» **Exercise instructions**: Go through the entries below from the first line and output each one exactly, up to and including the line with "width x height".

» **Records for the exercise**:
▬▬▬▬▬▬▬▬▬▬

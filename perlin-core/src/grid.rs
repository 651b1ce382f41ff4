//! Dense row-major float grids
//!
//! One grid type backs every stage of the pipeline: the white-noise base,
//! each smoothed layer, and the final field. Cells are stored row-major
//! (all x for y=0, then y=1, ...), matching the fill order of the random
//! stream.

use crate::error::{Error, Result};
use crate::rng::NoiseRng;

/// A width x height grid of `f32` cells.
#[derive(Debug, Clone, PartialEq)]
pub struct NoiseGrid {
    width: u32,
    height: u32,
    cells: Vec<f32>,
}

impl NoiseGrid {
    /// Create a zero-filled grid. Rejects empty dimensions.
    pub fn new(width: u32, height: u32) -> Result<Self> {
        if width == 0 || height == 0 {
            return Err(Error::InvalidDimensions { width, height });
        }
        Ok(Self {
            width,
            height,
            cells: vec![0.0; width as usize * height as usize],
        })
    }

    /// Fill a grid with independent values in [0, 1) pulled from `rng`
    /// in row-major order. Pure function of the stream.
    pub fn white_noise(width: u32, height: u32, rng: &mut NoiseRng) -> Result<Self> {
        let mut grid = Self::new(width, height)?;
        for cell in &mut grid.cells {
            *cell = rng.next_f32();
        }
        Ok(grid)
    }

    pub fn width(&self) -> u32 {
        self.width
    }

    pub fn height(&self) -> u32 {
        self.height
    }

    #[inline]
    fn idx(&self, x: u32, y: u32) -> usize {
        debug_assert!(x < self.width && y < self.height);
        y as usize * self.width as usize + x as usize
    }

    #[inline]
    pub fn get(&self, x: u32, y: u32) -> f32 {
        self.cells[self.idx(x, y)]
    }

    #[inline]
    pub fn set(&mut self, x: u32, y: u32, value: f32) {
        let i = self.idx(x, y);
        self.cells[i] = value;
    }

    /// One row of cells.
    pub fn row(&self, y: u32) -> &[f32] {
        let start = y as usize * self.width as usize;
        &self.cells[start..start + self.width as usize]
    }

    /// Iterate rows top to bottom.
    pub fn rows(&self) -> impl Iterator<Item = &[f32]> {
        self.cells.chunks_exact(self.width as usize)
    }

    /// All cells, row-major.
    pub fn as_slice(&self) -> &[f32] {
        &self.cells
    }

    /// Copy out as nested vectors (`result[y][x]`).
    pub fn to_vecs(&self) -> Vec<Vec<f32>> {
        self.rows().map(|r| r.to_vec()).collect()
    }
}

#[cfg(test)]
mod tests {
    use super::*;
    use crate::rng::Seed;

    #[test]
    fn test_rejects_empty_dimensions() {
        assert!(matches!(
            NoiseGrid::new(0, 10),
            Err(Error::InvalidDimensions { width: 0, height: 10 })
        ));
        assert!(matches!(
            NoiseGrid::new(10, 0),
            Err(Error::InvalidDimensions { width: 10, height: 0 })
        ));
    }

    #[test]
    fn test_white_noise_dimensions_and_range() {
        let mut rng = NoiseRng::from_seed(&Seed::from("grid"));
        let grid = NoiseGrid::white_noise(7, 3, &mut rng).unwrap();

        assert_eq!(grid.width(), 7);
        assert_eq!(grid.height(), 3);
        assert_eq!(grid.as_slice().len(), 21);
        for &v in grid.as_slice() {
            assert!((0.0..1.0).contains(&v));
        }
    }

    #[test]
    fn test_white_noise_is_row_major_over_the_stream() {
        let seed = Seed::from(99u64);
        let mut rng = NoiseRng::from_seed(&seed);
        let grid = NoiseGrid::white_noise(4, 2, &mut rng).unwrap();

        let mut rng2 = NoiseRng::from_seed(&seed);
        for y in 0..2 {
            for x in 0..4 {
                assert_eq!(grid.get(x, y), rng2.next_f32());
            }
        }
    }

    #[test]
    fn test_row_accessors_agree() {
        let mut rng = NoiseRng::from_seed(&Seed::from(7u64));
        let grid = NoiseGrid::white_noise(5, 4, &mut rng).unwrap();

        let vecs = grid.to_vecs();
        assert_eq!(vecs.len(), 4);
        for y in 0..4 {
            assert_eq!(grid.row(y), vecs[y as usize].as_slice());
            for x in 0..5 {
                assert_eq!(grid.get(x, y), vecs[y as usize][x as usize]);
            }
        }
    }
}
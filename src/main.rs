use std::path::{Path, PathBuf};

use clap::Parser;
use serde::Deserialize;
use tracing::info;
use tracing_subscriber::EnvFilter;

use perlin_core::{NoiseGrid, Seed};

#[derive(Parser)]
#[command(name = "perlin-field")]
#[command(about = "Generate a deterministic 2D Perlin-noise field")]
struct Args {
    /// Seed for reproducible output; numeric strings are taken as integer
    /// seeds, anything else as a text seed. Omit for OS entropy.
    #[arg(long)]
    seed: Option<String>,

    #[arg(long, default_value_t = 512)]
    width: u32,

    #[arg(long, default_value_t = 256)]
    height: u32,

    /// Number of blended noise layers; higher means smoother output.
    #[arg(long, default_value_t = 10)]
    octaves: u32,

    /// Where to write the grayscale PNG.
    #[arg(long, default_value = "noise.png")]
    output: PathBuf,

    /// JSON preset file; explicit flags override its values.
    #[arg(long)]
    preset: Option<PathBuf>,

    /// Print min/max/mean of the generated field.
    #[arg(long)]
    stats: bool,
}

/// Subset of options loadable from a JSON preset file.
#[derive(Debug, Default, Deserialize)]
struct Preset {
    seed: Option<String>,
    width: Option<u32>,
    height: Option<u32>,
    octaves: Option<u32>,
}

fn parse_seed(raw: &str) -> Seed {
    match raw.parse::<u64>() {
        Ok(v) => Seed::Int(v),
        Err(_) => Seed::Text(raw.to_string()),
    }
}

/// Fold preset values under the command line: a flag left at its default
/// yields to the preset, an explicit flag wins.
fn apply_preset(args: &mut Args, preset: Preset, matches: &clap::ArgMatches) {
    let defaulted = |id: &str| {
        matches.value_source(id) != Some(clap::parser::ValueSource::CommandLine)
    };

    if args.seed.is_none() {
        args.seed = preset.seed;
    }
    if defaulted("width") {
        if let Some(width) = preset.width {
            args.width = width;
        }
    }
    if defaulted("height") {
        if let Some(height) = preset.height {
            args.height = height;
        }
    }
    if defaulted("octaves") {
        if let Some(octaves) = preset.octaves {
            args.octaves = octaves;
        }
    }
}

fn write_png(grid: &NoiseGrid, path: &Path) -> Result<(), image::ImageError> {
    let img = image::GrayImage::from_fn(grid.width(), grid.height(), |x, y| {
        image::Luma([(grid.get(x, y) * 255.0).round() as u8])
    });
    img.save(path)
}

fn main() -> Result<(), Box<dyn std::error::Error>> {
    let filter = EnvFilter::try_from_default_env().unwrap_or_else(|_| EnvFilter::new("info"));
    tracing_subscriber::fmt().with_env_filter(filter).init();

    let matches = <Args as clap::CommandFactory>::command().get_matches();
    let mut args = <Args as clap::FromArgMatches>::from_arg_matches(&matches)?;

    if let Some(path) = args.preset.clone() {
        let raw = std::fs::read_to_string(&path)?;
        let preset: Preset = serde_json::from_str(&raw)?;
        apply_preset(&mut args, preset, &matches);
    }

    let seed = args.seed.as_deref().map(parse_seed);
    info!(
        width = args.width,
        height = args.height,
        octaves = args.octaves,
        seeded = seed.is_some(),
        "generating field"
    );

    let grid = perlin_core::generate(seed, args.width, args.height, args.octaves)?;

    if args.stats {
        let cells = grid.as_slice();
        let min = cells.iter().copied().fold(f32::INFINITY, f32::min);
        let max = cells.iter().copied().fold(f32::NEG_INFINITY, f32::max);
        let mean = cells.iter().sum::<f32>() / cells.len() as f32;
        println!("min={min:.6} max={max:.6} mean={mean:.6}");
    }

    write_png(&grid, &args.output)?;
    info!(path = %args.output.display(), "wrote field");

    Ok(())
}
use clap::Parser;
use roi_narrative_service::{
    calculator::compute_financials,
    config::AppConfig,
    llm::OpenAiClient,
    models::RequestInput,
    narrative::NarrativeService,
};
use serde_json::json;
use std::io::Read;
use std::path::PathBuf;
use std::sync::Arc;
use tracing::info;
use tracing_subscriber::EnvFilter;

/// Compute an illustrative ROI projection for a request file
#[derive(Parser, Debug)]
#[command(name = "roi", version, about)]
struct Args {
    /// Request JSON file (reads stdin when omitted)
    input: Option<PathBuf>,

    /// Print the generation prompt instead of the projection
    #[arg(long, conflicts_with = "narrate")]
    prompt: bool,

    /// Also call the configured model and print the narratives
    #[arg(long)]
    narrate: bool,
}

#[tokio::main]
async fn main() -> Result<(), Box<dyn std::error::Error>> {
    tracing_subscriber::fmt()
        .with_env_filter(
            EnvFilter::try_from_default_env().unwrap_or_else(|_| EnvFilter::new("warn")),
        )
        .with_writer(std::io::stderr)
        .init();

    let args = Args::parse();

    let raw = match &args.input {
        Some(path) => std::fs::read_to_string(path)?,
        None => {
            let mut buf = String::new();
            std::io::stdin().read_to_string(&mut buf)?;
            buf
        }
    };

    let input = RequestInput::from_json_str(&raw)?;
    let financials = compute_financials(&input);

    info!(customer = %input.customer_name, "Projection computed");

    if args.prompt {
        let request = NarrativeService::build_request(&input, &financials);
        println!("=== SYSTEM ===\n{}\n", request.instructions);
        println!("=== DATA ===\n{}", request.input);
        return Ok(());
    }

    if !args.narrate {
        println!("{}", serde_json::to_string_pretty(&financials)?);
        return Ok(());
    }

    let config = AppConfig::from_env()?;
    let service = NarrativeService::new(Arc::new(OpenAiClient::new(&config)?));
    let output = service.build_and_normalize(&input, &financials).await?;

    println!(
        "{}",
        serde_json::to_string_pretty(&json!({
            "model": service.model(),
            "financials": financials,
            "output": output,
        }))?
    );

    Ok(())
}
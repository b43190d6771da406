//! Process-wide configuration
//!
//! Read once at startup and shared read-only afterwards.

use crate::error::RoiError;
use crate::Result;
use tracing::warn;

pub const DEFAULT_PORT: u16 = 8080;
pub const DEFAULT_MODEL: &str = "gpt-4.1-mini";
pub const DEFAULT_BASE_URL: &str = "https://api.openai.com/v1";
pub const DEFAULT_STATIC_DIR: &str = "public";

#[derive(Debug, Clone, PartialEq, Eq)]
pub struct AppConfig {
    pub port: u16,
    pub model: String,
    pub api_key: Option<String>,
    pub base_url: String,
    pub static_dir: String,
}

impl AppConfig {
    /// Load `.env` (if any) and read the process environment.
    pub fn from_env() -> Result<Self> {
        dotenv::dotenv().ok();
        Self::from_lookup(|key| std::env::var(key).ok())
    }

    /// Build the config from an arbitrary key lookup.
    pub fn from_lookup<F>(lookup: F) -> Result<Self>
    where
        F: Fn(&str) -> Option<String>,
    {
        let non_blank = |key: &str| lookup(key).filter(|v| !v.trim().is_empty());

        let port = match non_blank("PORT").or_else(|| non_blank("API_PORT")) {
            Some(raw) => raw.trim().parse::<u16>().map_err(|e| {
                RoiError::ConfigError(format!("invalid PORT '{}': {}", raw, e))
            })?,
            None => DEFAULT_PORT,
        };

        let api_key = non_blank("OPENAI_API_KEY");
        if api_key.is_none() {
            warn!("OPENAI_API_KEY not set; every generation call will fail until it is configured");
        }

        Ok(Self {
            port,
            model: non_blank("OPENAI_MODEL").unwrap_or_else(|| DEFAULT_MODEL.to_string()),
            api_key,
            base_url: non_blank("OPENAI_BASE_URL")
                .map(|url| url.trim_end_matches('/').to_string())
                .unwrap_or_else(|| DEFAULT_BASE_URL.to_string()),
            static_dir: non_blank("STATIC_DIR").unwrap_or_else(|| DEFAULT_STATIC_DIR.to_string()),
        })
    }
}

impl Default for AppConfig {
    fn default() -> Self {
        Self {
            port: DEFAULT_PORT,
            model: DEFAULT_MODEL.to_string(),
            api_key: None,
            base_url: DEFAULT_BASE_URL.to_string(),
            static_dir: DEFAULT_STATIC_DIR.to_string(),
        }
    }
}
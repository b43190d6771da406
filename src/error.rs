//! Error types for the ROI narrative service

use axum::http::StatusCode;
use thiserror::Error;

/// Result type alias for service operations
pub type Result<T> = std::result::Result<T, RoiError>;

#[derive(Error, Debug)]
pub enum RoiError {

    // =============================
    // Request Errors
    // =============================

    #[error("Invalid request: {0}")]
    InvalidInput(String),

    // =============================
    // Generation Errors
    // =============================

    #[error("OPENAI_API_KEY not configured")]
    MissingApiKey,

    #[error("Generation error: {0}")]
    GenerationError(String),

    // =============================
    // Startup Errors
    // =============================

    #[error("Configuration error: {0}")]
    ConfigError(String),

    // =============================
    // External Library Conversions
    // =============================

    #[error("Serialization error: {0}")]
    SerializationError(#[from] serde_json::Error),

    #[error("HTTP client error: {0}")]
    HttpError(#[from] reqwest::Error),

    #[error("IO error: {0}")]
    IoError(#[from] std::io::Error),
}

impl RoiError {
    /// HTTP status reported at the request boundary.
    pub fn status_code(&self) -> StatusCode {
        match self {
            RoiError::InvalidInput(_) => StatusCode::BAD_REQUEST,
            _ => StatusCode::INTERNAL_SERVER_ERROR,
        }
    }

    /// Stable machine-readable code placed in the `error` field.
    pub fn error_code(&self) -> &'static str {
        match self {
            RoiError::InvalidInput(_) => "invalid_request",
            _ => "generation_failed",
        }
    }
}
//! Output normalization
//!
//! Total function from whatever the generator produced to a
//! `NarrativeOutput` of the correct shape. One coercion per field.

use crate::models::{Audience, NarrativeOutput, Narratives};
use crate::narrative::schema::{MAX_LIST_ITEMS, NEXT_ACTION_COUNT};
use serde_json::Value;

pub const NEXT_ACTION_FILLER: &str = "Validate baseline + data provenance.";

pub fn normalize(raw: Option<&Value>) -> NarrativeOutput {
    let field = |key: &str| raw.and_then(|v| v.get(key));

    NarrativeOutput {
        narratives: coerce_narratives(field("narratives")),
        assumptions_and_caveats: coerce_string_list(
            field("assumptions_and_caveats"),
            MAX_LIST_ITEMS,
        ),
        clinical_validation_checklist: coerce_string_list(
            field("clinical_validation_checklist"),
            MAX_LIST_ITEMS,
        ),
        next_best_actions: pad_to(
            coerce_string_list(field("next_best_actions"), NEXT_ACTION_COUNT),
            NEXT_ACTION_COUNT,
        ),
    }
}

fn coerce_narratives(value: Option<&Value>) -> Narratives {
    let mut narratives = Narratives::default();

    let Some(obj) = value.and_then(Value::as_object) else {
        return narratives;
    };

    for audience in Audience::ALL {
        narratives.set(audience, coerce_text(obj.get(audience.as_str())));
    }

    narratives
}

/// Scalars become their text form; null and containers become "".
fn coerce_text(value: Option<&Value>) -> String {
    match value {
        Some(Value::String(s)) => s.clone(),
        Some(v @ (Value::Number(_) | Value::Bool(_))) => v.to_string(),
        _ => String::new(),
    }
}

/// Keep non-blank strings in order, at most `limit`.
fn coerce_string_list(value: Option<&Value>, limit: usize) -> Vec<String> {
    value
        .and_then(Value::as_array)
        .map(|items| {
            items
                .iter()
                .filter_map(Value::as_str)
                .filter(|s| !s.trim().is_empty())
                .take(limit)
                .map(str::to_string)
                .collect()
        })
        .unwrap_or_default()
}

fn pad_to(mut items: Vec<String>, len: usize) -> Vec<String> {
    items.truncate(len);
    while items.len() < len {
        items.push(NEXT_ACTION_FILLER.to_string());
    }
    items
}

#[cfg(test)]
mod tests {
    use super::*;
    use serde_json::json;

    fn numbered(prefix: &str, n: usize) -> Vec<String> {
        (1..=n).map(|i| format!("{} {}", prefix, i)).collect()
    }

    fn with_actions(actions: Vec<String>) -> Value {
        json!({ "next_best_actions": actions })
    }

    #[test]
    fn test_null_and_missing_payloads() {
        for raw in [None, Some(json!(null)), Some(json!("garbage")), Some(json!([1, 2]))] {
            let output = normalize(raw.as_ref());
            assert_eq!(output.narratives, Narratives::default());
            assert!(output.assumptions_and_caveats.is_empty());
            assert!(output.clinical_validation_checklist.is_empty());
            assert_eq!(output.next_best_actions, vec![NEXT_ACTION_FILLER; 3]);
        }
    }

    #[test]
    fn test_wrong_typed_narratives() {
        let raw = json!({
            "narratives": {
                "clinical": "Fewer clicks per encounter.",
                "operations": 42,
                "financial": null,
                "marketing": "ignored"
            }
        });
        let output = normalize(Some(&raw));
        assert_eq!(output.narratives.clinical, "Fewer clicks per encounter.");
        assert_eq!(output.narratives.operations, "42");
        assert_eq!(output.narratives.financial, "");
        assert_eq!(output.narratives.executive, "");

        let raw = json!({
            "narratives": {
                "clinical": ["list"],
                "operations": { "nested": "object" },
                "financial": 38.2,
                "executive": true
            }
        });
        let output = normalize(Some(&raw));
        assert_eq!(output.narratives.clinical, "");
        assert_eq!(output.narratives.operations, "");
        assert_eq!(output.narratives.financial, "38.2");
        assert_eq!(output.narratives.executive, "true");

        let output = normalize(Some(&json!({ "narratives": "flat string" })));
        assert_eq!(output.narratives, Narratives::default());
    }

    #[test]
    fn test_next_best_actions_always_three() {
        let output = normalize(Some(&with_actions(vec![])));
        assert_eq!(output.next_best_actions, vec![NEXT_ACTION_FILLER; 3]);

        let output = normalize(Some(&with_actions(numbered("Action", 1))));
        assert_eq!(
            output.next_best_actions,
            vec!["Action 1", NEXT_ACTION_FILLER, NEXT_ACTION_FILLER]
        );

        let output = normalize(Some(&with_actions(numbered("Action", 3))));
        assert_eq!(output.next_best_actions, numbered("Action", 3));

        let output = normalize(Some(&with_actions(numbered("Action", 5))));
        assert_eq!(output.next_best_actions, numbered("Action", 3));
    }

    #[test]
    fn test_blank_and_non_string_actions_are_dropped_before_truncation() {
        let raw = json!({
            "next_best_actions": ["", 7, "Pilot with 5 physicians", "  ", null, "Baseline notes"]
        });
        let output = normalize(Some(&raw));
        assert_eq!(
            output.next_best_actions,
            vec!["Pilot with 5 physicians", "Baseline notes", NEXT_ACTION_FILLER]
        );
    }

    #[test]
    fn test_lists_capped_at_ten() {
        for n in [0, 10, 15] {
            let raw = json!({
                "assumptions_and_caveats": numbered("Caveat", n),
                "clinical_validation_checklist": numbered("Check", n)
            });
            let output = normalize(Some(&raw));

            let expected = n.min(10);
            assert_eq!(output.assumptions_and_caveats.len(), expected);
            assert_eq!(output.clinical_validation_checklist.len(), expected);
        }

        let raw = json!({ "assumptions_and_caveats": numbered("Caveat", 15) });
        let output = normalize(Some(&raw));
        assert_eq!(output.assumptions_and_caveats, numbered("Caveat", 10));
    }

    #[test]
    fn test_non_array_lists_become_empty() {
        let raw = json!({
            "assumptions_and_caveats": "one long caveat",
            "clinical_validation_checklist": { "0": "check" }
        });
        let output = normalize(Some(&raw));
        assert!(output.assumptions_and_caveats.is_empty());
        assert!(output.clinical_validation_checklist.is_empty());
    }
}
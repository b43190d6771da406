//! Prompt assembly
//!
//! Two blocks: a fixed role + rules block and a per-request data block.
//! Absent optional fields are always rendered with an explicit marker.

use crate::calculator::effective_inputs;
use crate::models::{FinancialProjection, RequestInput};
use serde_json::Value;

const NOT_PROVIDED: &str = "Not provided";
const NONE: &str = "None";

/// Build the role + rules block.
pub fn system_prompt(clinical_validation_mode: bool) -> String {
    let validation_rule = if clinical_validation_mode {
        "- Clinical validation mode is ON: be conservative. Phrase every benefit as a hypothesis to be validated, \
prefer ranges and pilot framing, and make the validation checklist specific and measurable."
    } else {
        "- Clinical validation mode is OFF: stay factual and measured; still never overstate the evidence."
    };

    format!(
        r#"You are a healthcare value analyst writing ROI narratives for an ambient AI clinical documentation assistant.

Guidelines:
- Write in a professional, plain-spoken tone suited to a health system buyer
- Tailor each narrative to its audience: clinical (physician experience, documentation burden), operations (throughput, workflow), financial (labor value, revenue, cost, ROI), executive (strategic summary)
- Use ONLY the figures supplied in the data block; never invent numbers
- Label every financial figure as illustrative unless telemetry evidence is supplied
- Do NOT claim improved medical outcomes, diagnoses, patient safety or mortality effects
{}

Output rules:
- Return ONLY a single JSON object that matches the supplied schema
- No markdown, no code fences, no explanation text
- "narratives": exactly the keys clinical, operations, financial, executive (strings)
- "assumptions_and_caveats": 5-10 short strings
- "clinical_validation_checklist": 5-10 short strings
- "next_best_actions": exactly 3 short strings"#,
        validation_rule
    )
}

/// Build the data block for one request.
pub fn data_prompt(input: &RequestInput, financials: &FinancialProjection) -> String {
    let effective = effective_inputs(input);
    let assumptions = &financials.assumptions;

    let audiences = input
        .audiences
        .iter()
        .map(|a| a.as_str())
        .collect::<Vec<_>>()
        .join(", ");

    format!(
        r#"CUSTOMER:
{}

SPECIALTY:
{}

INPUTS:
- Physicians: {}
- Time saved per physician per day (hours): {}
- Additional patients per physician per day: {}
- Adoption rate (%): {}
- NPS score: {}
- Burnout improvement: {}
- Clinical context: {}
- Requested audiences: {}
- Clinical validation mode: {}

ASSUMPTIONS:
- Physician hourly rate: {}
- Reimbursement per visit: {}
- Cost per physician per month: {}
- Work days per year: {}

ILLUSTRATIVE FINANCIALS:
- Annual labor value: {}
- Annual revenue uplift: {}
- Annual cost: {}
- Annual total value: {}
- ROI: {}

TELEMETRY SUMMARY:
{}

EPIC FIELD MAPPING:
{}
"#,
        input.customer_name,
        input.specialty,
        format_number(effective.physician_count),
        format_number(effective.time_saved_hrs_per_day),
        format_number(effective.patient_increase_per_day),
        optional_number(input.adoption_rate_pct),
        optional_number(input.nps_score),
        input.burnout_improvement.as_deref().unwrap_or(NOT_PROVIDED),
        input.clinical_context.as_deref().unwrap_or(NOT_PROVIDED),
        audiences,
        if input.clinical_validation_mode { "ON" } else { "OFF" },
        format_usd(assumptions.physician_hourly_rate),
        format_usd(assumptions.reimbursement_per_visit),
        format_usd(assumptions.suki_cost_per_physician_per_month),
        format_number(assumptions.work_days_per_year),
        format_usd(financials.annual_labor_value),
        format_usd(financials.annual_revenue_uplift),
        format_usd(financials.annual_suki_cost),
        format_usd(financials.annual_total_value),
        format_roi(financials.roi_x),
        optional_json(input.telemetry_summary.as_ref()),
        optional_json(input.epic_mapping.as_ref()),
    )
}

/// Whole-dollar amount with thousands separators, e.g. `$1,375,000`.
pub fn format_usd(amount: f64) -> String {
    let rounded = amount.round();
    let sign = if rounded < 0.0 { "-" } else { "" };
    format!("{}${}", sign, group_thousands(rounded.abs() as u64))
}

pub fn format_roi(roi_x: Option<f64>) -> String {
    match roi_x {
        Some(roi) => format!("{:.1}x", roi),
        None => "N/A".to_string(),
    }
}

fn group_thousands(mut value: u64) -> String {
    let mut groups = Vec::new();
    loop {
        let chunk = value % 1000;
        value /= 1000;
        if value == 0 {
            groups.push(chunk.to_string());
            break;
        }
        groups.push(format!("{:03}", chunk));
    }
    groups.reverse();
    groups.join(",")
}

fn format_number(value: f64) -> String {
    if value.fract() == 0.0 && value.abs() < 1e15 {
        format!("{}", value as i64)
    } else {
        format!("{}", value)
    }
}

fn optional_number(value: Option<f64>) -> String {
    value.map(format_number).unwrap_or_else(|| NOT_PROVIDED.to_string())
}

fn optional_json(value: Option<&Value>) -> String {
    value
        .and_then(|v| serde_json::to_string_pretty(v).ok())
        .unwrap_or_else(|| NONE.to_string())
}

▬▬▬▬▬▬▬▬▬▬

» **Answer area**:
filename perlin-core/src/grid.rs
repository 651b1ce382f41ff4
//! Dense row-major float grids
//!
//! One grid type backs every stage of the pipeline: the white-noise base,
//! each smoothed layer, and the final field. Cells are stored row-major
//! (all x for y=0, then y=1, ...), matching the fill order of the random
//! stream.

use crate::error::{Error, Result};
use crate::rng::NoiseRng;

/// A width x height grid of `f32` cells.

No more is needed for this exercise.